[Saved data entries]

┏━━

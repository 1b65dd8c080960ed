//! Refresh progress reporting and cooperative cancellation.
//!
//! Progress updates are advisory and droppable: a slow consumer loses
//! intermediate ticks, never correctness. The cancellation token is the
//! only channel back into a running refresh, and it is strictly
//! cooperative - in-flight fetches finish, their results are discarded.

use std::sync::atomic::{AtomicBool, AtomicUsize, Ordering};
use std::sync::Arc;

use tokio::sync::mpsc;
use tracing::debug;

use crate::models::Category;

/// One progress tick. `panels` lists the categories the active stage is
/// touching; their per-panel progress mirrors the global percentage.
#[derive(Debug, Clone, PartialEq)]
pub struct ProgressUpdate {
    pub percent: u8,
    pub status: String,
    pub panels: Vec<Category>,
}

/// Cooperative cancellation flag shared between the engine and its
/// caller. Cloning hands out another handle to the same flag.
#[derive(Debug, Clone, Default)]
pub struct CancelToken {
    flag: Arc<AtomicBool>,
}

impl CancelToken {
    pub fn new() -> Self {
        Self::default()
    }

    pub fn cancel(&self) {
        self.flag.store(true, Ordering::SeqCst);
    }

    pub fn is_cancelled(&self) -> bool {
        self.flag.load(Ordering::SeqCst)
    }

    pub(crate) fn reset(&self) {
        self.flag.store(false, Ordering::SeqCst);
    }
}

/// Non-blocking sender for progress ticks.
#[derive(Clone)]
pub struct ProgressSender {
    tx: Option<mpsc::Sender<ProgressUpdate>>,
}

impl ProgressSender {
    pub fn new(tx: Option<mpsc::Sender<ProgressUpdate>>) -> Self {
        Self { tx }
    }

    pub fn disabled() -> Self {
        Self { tx: None }
    }

    pub fn send(&self, percent: u8, status: impl Into<String>, panels: &[Category]) {
        if let Some(ref tx) = self.tx {
            let update = ProgressUpdate {
                percent,
                status: status.into(),
                panels: panels.to_vec(),
            };
            if let Err(e) = tx.try_send(update) {
                debug!(error = %e, "Dropping progress update");
            }
        }
    }
}

/// Fine-grained sub-progress for the match-detail stage, which can span
/// hundreds of fetches. Interpolates over its own percent span as items
/// complete; clones share the counter so pool workers can tick it.
#[derive(Clone)]
pub struct SubProgress {
    sender: ProgressSender,
    done: Arc<AtomicUsize>,
    total: usize,
    span: (u8, u8),
    panels: Vec<Category>,
}

impl SubProgress {
    pub fn new(sender: ProgressSender, total: usize, span: (u8, u8), panels: Vec<Category>) -> Self {
        Self {
            sender,
            done: Arc::new(AtomicUsize::new(0)),
            total,
            span,
            panels,
        }
    }

    pub fn tick(&self, status: &str) {
        let done = self.done.fetch_add(1, Ordering::SeqCst) + 1;
        let total = self.total.max(1);
        let (low, high) = self.span;
        let percent = low + (usize::from(high - low) * done.min(total) / total) as u8;
        self.sender.send(
            percent,
            format!("{} ({}/{})", status, done, self.total),
            &self.panels,
        );
    }
}
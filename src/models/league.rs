//! League standing and manager activity models.

use chrono::{DateTime, Utc};
use serde::{Deserialize, Serialize};

use super::ManagerId;

/// One club's standing in its league series.
///
/// The manager id discovered here routes the last-login fetch; clubs run
/// by the same manager share a single fetch.
#[derive(Debug, Clone, PartialEq, Serialize, Deserialize)]
pub struct LeaguePerformance {
    pub series_name: Option<String>,
    pub position: u32,
    pub points: i32,
    pub matches_played: u32,
    pub goals_for: i32,
    pub goals_against: i32,
    pub manager_id: Option<ManagerId>,
}

impl LeaguePerformance {
    pub fn goal_difference(&self) -> i32 {
        self.goals_for - self.goals_against
    }
}

/// Last-seen activity for a manager account.
#[derive(Debug, Clone, PartialEq, Serialize, Deserialize)]
pub struct ManagerActivity {
    pub manager_id: ManagerId,
    pub last_login: Option<DateTime<Utc>>,
}
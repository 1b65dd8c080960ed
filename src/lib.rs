//! clubwatch - snapshot cache and change tracking for Hattrick club data.
//!
//! For a set of tracked clubs, the engine maintains a local snapshot
//! cache across eleven data categories, refreshes it on demand or when
//! the data goes stale, and reports field-level changes by diffing cache
//! states. Fetches run through a bounded worker pool against the
//! rate-limited game API; a refresh commits atomically or not at all.
//!
//! Rendering, localization and token acquisition live outside this
//! crate: the UI reads the cache, diff and history as plain values and
//! drives the engine through [`Engine::refresh`], a cancellation handle
//! and a progress channel.

pub mod api;
pub mod cache;
pub mod config;
pub mod diff;
pub mod engine;
pub mod history;
pub mod models;
pub mod utils;

pub use api::{ClubApi, FetchError, FetchResult, HttpClubApi};
pub use cache::{CacheManager, CategorySlot, CategoryValue, ClubRecord, Snapshot, TeamCache};
pub use config::Tunables;
pub use diff::{diff, ChangeField, ClubChangeSet, DiffResult};
pub use engine::{
    CancelToken, Clock, Engine, ProgressUpdate, RefreshOutcome, RefreshScope, SystemClock, Wake,
};
pub use history::{HistoryEntry, UpdateHistory};
pub use models::{Category, ClubId, TrackedClub};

┗━━

Output all of the data again. Match it exactly.

repository 1b65dd8c080960ed
//! Refresh progress reporting and cooperative cancellation.
//!
//! Progress updates are advisory and droppable: a slow consumer loses
//! intermediate ticks, never correctness. The cancellation token is the
//! only channel back into a running refresh, and it is strictly
//! cooperative - in-flight fetches finish, their results are discarded.

use std::sync::atomic::{AtomicBool, AtomicUsize, Ordering};
use std::sync::Arc;

use tokio::sync::mpsc;
use tracing::debug;

use crate::models::Category;

/// One progress tick. `panels` lists the categories the active stage is
/// touching; their per-panel progress mirrors the global percentage.
#[derive(Debug, Clone, PartialEq)]
pub struct ProgressUpdate {
    pub percent: u8,
    pub status: String,
    pub panels: Vec<Category>,
}

/// Cooperative cancellation flag shared between the engine and its
/// caller. Cloning hands out another handle to the same flag.
#[derive(Debug, Clone, Default)]
pub struct CancelToken {
    flag: Arc<AtomicBool>,
}

impl CancelToken {
    pub fn new() -> Self {
        Self::default()
    }

    pub fn cancel(&self) {
        self.flag.store(true, Ordering::SeqCst);
    }

    pub fn is_cancelled(&self) -> bool {
        self.flag.load(Ordering::SeqCst)
    }

    pub(crate) fn reset(&self) {
        self.flag.store(false, Ordering::SeqCst);
    }
}

/// Non-blocking sender for progress ticks.
#[derive(Clone)]
pub struct ProgressSender {
    tx: Option<mpsc::Sender<ProgressUpdate>>,
}

impl ProgressSender {
    pub fn new(tx: Option<mpsc::Sender<ProgressUpdate>>) -> Self {
        Self { tx }
    }

    pub fn disabled() -> Self {
        Self { tx: None }
    }

    pub fn send(&self, percent: u8, status: impl Into<String>, panels: &[Category]) {
        if let Some(ref tx) = self.tx {
            let update = ProgressUpdate {
                percent,
                status: status.into(),
                panels: panels.to_vec(),
            };
            if let Err(e) = tx.try_send(update) {
                debug!(error = %e, "Dropping progress update");
            }
        }
    }
}

/// Fine-grained sub-progress for the match-detail stage, which can span
/// hundreds of fetches. Interpolates over its own percent span as items
/// complete; clones share the counter so pool workers can tick it.
#[derive(Clone)]
pub struct SubProgress {
    sender: ProgressSender,
    done: Arc<AtomicUsize>,
    total: usize,
    span: (u8, u8),
    panels: Vec<Category>,
}

impl SubProgress {
    pub fn new(sender: ProgressSender, total: usize, span: (u8, u8), panels: Vec<Category>) -> Self {
        Self {
            sender,
            done: Arc::new(AtomicUsize::new(0)),
            total,
            span,
            panels,
        }
    }

    pub fn tick(&self, status: &str) {
        let done = self.done.fetch_add(1, Ordering::SeqCst) + 1;
        let total = self.total.max(1);
        let (low, high) = self.span;
        let percent = low + (usize::from(high - low) * done.min(total) / total) as u8;
        self.sender.send(
            percent,
            format!("{} ({}/{})", status, done, self.total),
            &self.panels,
        );
    }
}
filename src/models/league.rs
//! League standing and manager activity models.

use chrono::{DateTime, Utc};
use serde::{Deserialize, Serialize};

use super::ManagerId;

/// One club's standing in its league series.
///
/// The manager id discovered here routes the last-login fetch; clubs run
/// by the same manager share a single fetch.
#[derive(Debug, Clone, PartialEq, Serialize, Deserialize)]
pub struct LeaguePerformance {
    pub series_name: Option<String>,
    pub position: u32,
    pub points: i32,
    pub matches_played: u32,
    pub goals_for: i32,
    pub goals_against: i32,
    pub manager_id: Option<ManagerId>,
}

impl LeaguePerformance {
    pub fn goal_difference(&self) -> i32 {
        self.goals_for - self.goals_against
    }
}

/// Last-seen activity for a manager account.
#[derive(Debug, Clone, PartialEq, Serialize, Deserialize)]
pub struct ManagerActivity {
    pub manager_id: ManagerId,
    pub last_login: Option<DateTime<Utc>>,
}
repository 1b65dd8c080960ed
filename src/lib.rs
//! clubwatch - snapshot cache and change tracking for Hattrick club data.
//!
//! For a set of tracked clubs, the engine maintains a local snapshot
//! cache across eleven data categories, refreshes it on demand or when
//! the data goes stale, and reports field-level changes by diffing cache
//! states. Fetches run through a bounded worker pool against the
//! rate-limited game API; a refresh commits atomically or not at all.
//!
//! Rendering, localization and token acquisition live outside this
//! crate: the UI reads the cache, diff and history as plain values and
//! drives the engine through [`Engine::refresh`], a cancellation handle
//! and a progress channel.

pub mod api;
pub mod cache;
pub mod config;
pub mod diff;
pub mod engine;
pub mod history;
pub mod models;
pub mod utils;

pub use api::{ClubApi, FetchError, FetchResult, HttpClubApi};
pub use cache::{CacheManager, CategorySlot, CategoryValue, ClubRecord, Snapshot, TeamCache};
pub use config::Tunables;
pub use diff::{diff, ChangeField, ClubChangeSet, DiffResult};
pub use engine::{
    CancelToken, Clock, Engine, ProgressUpdate, RefreshOutcome, RefreshScope, SystemClock, Wake,
};
pub use history::{HistoryEntry, UpdateHistory};
pub use models::{Category, ClubId, TrackedClub};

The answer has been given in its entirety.